- [INFORMATION SUPPLIED]:
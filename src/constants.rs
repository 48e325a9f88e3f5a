//! Cross-cutting, shared constants.
//!
//! # Dimension Invariants
//!
//! Every vector compared inside one index must share a dimension. The default below
//! matches the MiniLM family of sentence-transformers; a loaded model overrides it
//! through [`SentenceConfig`](crate::embedding::SentenceConfig). Use
//! [`validate_embedding_dim`] at module boundaries to catch mismatches early.

/// Output dimension of all-MiniLM-L6-v2.
pub const DEFAULT_EMBEDDING_DIM: usize = 384;

/// Max tokens fed to the embedding model per text.
pub const DEFAULT_MAX_SEQ_LEN: usize = 512;

/// Shortlist size handed to the oracle in single-question mode.
pub const DEFAULT_TOP_K: usize = 5;

/// Floor for vector norms before division during cosine normalization.
pub const NORM_EPSILON: f32 = 1e-12;

pub const DEFAULT_ORACLE_MODEL: &str = "gemini-1.5-flash";

pub const DEFAULT_QUESTION_FIELD: &str = "Question";

pub const DEFAULT_FETCH_TIMEOUT_SECS: u64 = 5;
pub const DEFAULT_EMBED_TIMEOUT_SECS: u64 = 30;
pub const DEFAULT_ORACLE_TIMEOUT_SECS: u64 = 60;

/// Error returned when dimension validation fails.
#[derive(Debug, Clone, PartialEq, Eq)]
pub enum DimValidationError {
    /// Embedding dimension cannot be zero.
    ZeroDimension,
    /// Runtime dimension does not match expected dimension.
    DimensionMismatch { expected: usize, actual: usize },
}

impl std::fmt::Display for DimValidationError {
    fn fmt(&self, f: &mut std::fmt::Formatter<'_>) -> std::fmt::Result {
        match self {
            Self::ZeroDimension => write!(f, "embedding dimension cannot be zero"),
            Self::DimensionMismatch { expected, actual } => {
                write!(
                    f,
                    "dimension mismatch: expected {}, got {}",
                    expected, actual
                )
            }
        }
    }
}

impl std::error::Error for DimValidationError {}

/// Validates that a runtime embedding dimension matches the expected dimension.
///
/// # Example
///
/// ```
/// use semdedup::constants::{validate_embedding_dim, DEFAULT_EMBEDDING_DIM};
///
/// validate_embedding_dim(384, DEFAULT_EMBEDDING_DIM).unwrap();
/// assert!(validate_embedding_dim(768, DEFAULT_EMBEDDING_DIM).is_err());
/// ```
pub fn validate_embedding_dim(actual: usize, expected: usize) -> Result<(), DimValidationError> {
    if expected == 0 {
        return Err(DimValidationError::ZeroDimension);
    }
    if actual != expected {
        return Err(DimValidationError::DimensionMismatch { expected, actual });
    }
    Ok(())
}
use std::path::PathBuf;

use crate::embedding::error::EmbeddingError;

/// Default sentence embedding dimension.
pub const SENTENCE_EMBEDDING_DIM: usize = crate::constants::DEFAULT_EMBEDDING_DIM;

/// Default sentence max sequence length.
pub const SENTENCE_MAX_SEQ_LEN: usize = crate::constants::DEFAULT_MAX_SEQ_LEN;

/// Files a model directory must contain.
pub const REQUIRED_MODEL_FILES: [&str; 3] = ["config.json", "model.safetensors", "tokenizer.json"];

#[derive(Debug, Clone)]
/// Configuration for [`SentenceEmbedder`](super::SentenceEmbedder).
pub struct SentenceConfig {
    /// Directory holding `config.json`, `model.safetensors` and `tokenizer.json`.
    pub model_dir: PathBuf,
    /// Max tokens to consider per text.
    pub max_seq_len: usize,
    /// Output dimension in stub mode; replaced by the model's hidden size on load.
    pub embedding_dim: usize,
    /// Texts per forward pass.
    pub batch_size: usize,
    /// If true, run in deterministic stub mode (no model files required).
    pub testing_stub: bool,
}

impl Default for SentenceConfig {
    fn default() -> Self {
        Self {
            model_dir: PathBuf::new(),
            max_seq_len: SENTENCE_MAX_SEQ_LEN,
            embedding_dim: SENTENCE_EMBEDDING_DIM,
            batch_size: 32,
            testing_stub: false,
        }
    }
}

impl SentenceConfig {
    /// Creates a config for a model directory.
    pub fn new<P: Into<PathBuf>>(model_dir: P) -> Self {
        Self {
            model_dir: model_dir.into(),
            ..Default::default()
        }
    }

    /// Creates a stub config (no model files; produces deterministic embeddings).
    pub fn stub() -> Self {
        Self {
            testing_stub: true,
            ..Default::default()
        }
    }

    /// Overrides the stub output dimension.
    pub fn with_embedding_dim(mut self, embedding_dim: usize) -> Self {
        self.embedding_dim = embedding_dim;
        self
    }

    /// Validates required fields for the selected mode.
    pub fn validate(&self) -> Result<(), EmbeddingError> {
        if self.embedding_dim == 0 {
            return Err(EmbeddingError::InvalidConfig {
                reason: "embedding_dim must be greater than zero".to_string(),
            });
        }

        if self.batch_size == 0 || self.max_seq_len == 0 {
            return Err(EmbeddingError::InvalidConfig {
                reason: "batch_size and max_seq_len must be greater than zero".to_string(),
            });
        }

        if self.testing_stub {
            return Ok(());
        }

        if self.model_dir.as_os_str().is_empty() {
            return Err(EmbeddingError::InvalidConfig {
                reason: "model_dir is required (stubbing is disabled)".to_string(),
            });
        }

        if !self.model_dir.is_dir() {
            return Err(EmbeddingError::ModelNotFound {
                path: self.model_dir.clone(),
            });
        }

        if let Some(missing) = self.missing_files().first() {
            return Err(EmbeddingError::ModelNotFound {
                path: self.model_dir.join(missing),
            });
        }

        Ok(())
    }

    /// Returns the required model files absent from `model_dir`.
    pub fn missing_files(&self) -> Vec<&'static str> {
        REQUIRED_MODEL_FILES
            .into_iter()
            .filter(|f| !self.model_dir.join(f).is_file())
            .collect()
    }
}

- [WORK REQUEST]: Write out exactly the lines from the beginning of the material above through the line with "dimension validation fails.", including both and omitting all others.

- [EXERCISE OUTPUT]:
filename src/constants.rs
repository 48e325a9f88e3f5a
//! Cross-cutting, shared constants.
//!
//! # Dimension Invariants
//!
//! Every vector compared inside one index must share a dimension. The default below
//! matches the MiniLM family of sentence-transformers; a loaded model overrides it
//! through [`SentenceConfig`](crate::embedding::SentenceConfig). Use
//! [`validate_embedding_dim`] at module boundaries to catch mismatches early.

/// Output dimension of all-MiniLM-L6-v2.
pub const DEFAULT_EMBEDDING_DIM: usize = 384;

/// Max tokens fed to the embedding model per text.
pub const DEFAULT_MAX_SEQ_LEN: usize = 512;

/// Shortlist size handed to the oracle in single-question mode.
pub const DEFAULT_TOP_K: usize = 5;

/// Floor for vector norms before division during cosine normalization.
pub const NORM_EPSILON: f32 = 1e-12;

pub const DEFAULT_ORACLE_MODEL: &str = "gemini-1.5-flash";

pub const DEFAULT_QUESTION_FIELD: &str = "Question";

pub const DEFAULT_FETCH_TIMEOUT_SECS: u64 = 5;
pub const DEFAULT_EMBED_TIMEOUT_SECS: u64 = 30;
pub const DEFAULT_ORACLE_TIMEOUT_SECS: u64 = 60;

/// Error returned when dimension validation fails.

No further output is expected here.